Altrimenti detto: proprio le persone “fragili” su cui è cucito il bando di Telelavoro saranno quelle più punite sul versante del lavoro in presenza durante l’emergenza! Come se Telelavoro e LAE fossero due lussi, da poter “concedere” solo separatamente!
A noi pare una situazione paradossale e inaccettabile.
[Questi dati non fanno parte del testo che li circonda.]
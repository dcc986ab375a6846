//! Raw wire shapes of the v2 API responses.
//!
//! Every field the API may omit is modeled as `Option` or given a default,
//! so a sparse response deserializes cleanly instead of needing dynamic
//! key-presence checks at each access site. Normalization into the domain
//! types of [`crate::types`] happens in the client crate.

use std::collections::BTreeMap;

use serde::{Deserialize, Serialize};

// ── /v2/node ──────────────────────────────────────────────────────

/// Response of the node property endpoint, keyed by queried dcid.
#[derive(Debug, Clone, Default, Serialize, Deserialize)]
pub struct NodeResponse {
    #[serde(default)]
    pub data: BTreeMap<String, LinkedGraph>,
}

/// Arcs attached to a single node, keyed by property name.
#[derive(Debug, Clone, Default, Serialize, Deserialize)]
pub struct LinkedGraph {
    #[serde(default)]
    pub arcs: BTreeMap<String, ArcNodes>,
}

/// The target nodes of one property arc.
#[derive(Debug, Clone, Default, Serialize, Deserialize)]
pub struct ArcNodes {
    #[serde(default)]
    pub nodes: Vec<ArcNode>,
}

/// One endpoint of an arc. Terminal values carry `value`; node-valued arcs
/// carry `dcid` and possibly `name`.
#[derive(Debug, Clone, Default, Serialize, Deserialize)]
pub struct ArcNode {
    #[serde(rename = "provenanceId", skip_serializing_if = "Option::is_none")]
    pub provenance_id: Option<String>,
    #[serde(skip_serializing_if = "Option::is_none")]
    pub value: Option<String>,
    #[serde(skip_serializing_if = "Option::is_none")]
    pub dcid: Option<String>,
    #[serde(skip_serializing_if = "Option::is_none")]
    pub name: Option<String>,
}

// ── /v2/observation ───────────────────────────────────────────────

/// Response of the observation endpoint.
#[derive(Debug, Clone, Default, Serialize, Deserialize)]
pub struct ObservationResponse {
    #[serde(rename = "byVariable", default)]
    pub by_variable: Vec<VariableObservations>,
}

/// Observations of one statistical variable.
#[derive(Debug, Clone, Default, Serialize, Deserialize)]
pub struct VariableObservations {
    #[serde(default)]
    pub variable: String,
    #[serde(rename = "byEntity", default)]
    pub by_entity: Vec<EntityObservations>,
}

/// Observations of one variable for one entity.
#[derive(Debug, Clone, Default, Serialize, Deserialize)]
pub struct EntityObservations {
    #[serde(default)]
    pub entity: String,
    #[serde(default)]
    pub observations: Vec<ObservationPoint>,
}

/// A single dated data point as it appears on the wire.
#[derive(Debug, Clone, Default, Serialize, Deserialize)]
pub struct ObservationPoint {
    #[serde(skip_serializing_if = "Option::is_none")]
    pub date: Option<String>,
    #[serde(skip_serializing_if = "Option::is_none")]
    pub value: Option<f64>,
    #[serde(rename = "provenanceId", skip_serializing_if = "Option::is_none")]
    pub provenance_id: Option<String>,
}

// ── /v2/resolve ───────────────────────────────────────────────────

/// Response of the resolution endpoint.
#[derive(Debug, Clone, Default, Serialize, Deserialize)]
pub struct ResolveResponse {
    #[serde(default)]
    pub entities: Vec<ResolvedEntity>,
}

/// Resolution candidates for one queried input node.
#[derive(Debug, Clone, Default, Serialize, Deserialize)]
pub struct ResolvedEntity {
    #[serde(default)]
    pub node: String,
    #[serde(default)]
    pub candidates: Vec<CandidateEntry>,
}

/// One candidate match. `dcid` is required to build a typed record;
/// `dominantType` may be absent.
#[derive(Debug, Clone, Default, Serialize, Deserialize)]
pub struct CandidateEntry {
    #[serde(skip_serializing_if = "Option::is_none")]
    pub dcid: Option<String>,
    #[serde(rename = "dominantType", skip_serializing_if = "Option::is_none")]
    pub dominant_type: Option<String>,
}

// ── /v2/sparql ────────────────────────────────────────────────────

/// Response of the structured query endpoint.
#[derive(Debug, Clone, Default, Serialize, Deserialize)]
pub struct QueryResponse {
    #[serde(default)]
    pub header: Vec<String>,
    #[serde(default)]
    pub rows: Vec<QueryResponseRow>,
}

/// One result row; cells align positionally with the header.
#[derive(Debug, Clone, Default, Serialize, Deserialize)]
pub struct QueryResponseRow {
    #[serde(default)]
    pub cells: Vec<QueryResponseCell>,
}

/// One result cell.
#[derive(Debug, Clone, Default, Serialize, Deserialize)]
pub struct QueryResponseCell {
    #[serde(skip_serializing_if = "Option::is_none")]
    pub value: Option<String>,
    #[serde(rename = "provenanceId", skip_serializing_if = "Option::is_none")]
    pub provenance_id: Option<String>,
}

#[cfg(test)]
mod tests {
    use super::*;

    #[test]
    fn test_sparse_node_response_deserializes() {
        let resp: NodeResponse = serde_json::from_str(r#"{}"#).unwrap();
        assert!(resp.data.is_empty());

        let resp: NodeResponse = serde_json::from_str(
            r#"{"data": {"geoId/06": {"arcs": {"name": {"nodes": [{"value": "California"}]}}}}}"#,
        )
        .unwrap();
        let nodes = &resp.data["geoId/06"].arcs["name"].nodes;
        assert_eq!(nodes[0].value.as_deref(), Some("California"));
        assert!(nodes[0].provenance_id.is_none());
    }

    #[test]
    fn test_observation_point_tolerates_missing_fields() {
        let point: ObservationPoint =
            serde_json::from_str(r#"{"date": "2021", "value": 39237836.0}"#).unwrap();
        assert_eq!(point.date.as_deref(), Some("2021"));
        assert_eq!(point.value, Some(39237836.0));
        assert!(point.provenance_id.is_none());
    }
}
Di fronte a ciò chiediamo che Unibo si impegni a concedere il LAE per le giornate residue, per tutto il periodo emergenziale (sia esso gennaio, febbraio… maggio….) a chi otterrà il telelavoro e si trova in situazione di fragilità.
Ancora meglio sarebbe: fermare questa assurda macchina, la cui velocità è inspiegabile e pericolosa, e spostare tutto il procedimento sul Telelavoro alla fine dell’emergenza, quando tutti saremo più sereni per affrontarlo.
Questo “pugno nell’occhio” è emerso in modo lampante durante la “trasmissione in mondo visione”, e ci premeva rendervene conto immediatamente. Seguiranno altre comunicazioni su tutta la materia delle forme di lavoro flessibile: Telelavoro/smart working/lavoro agile emergenziale.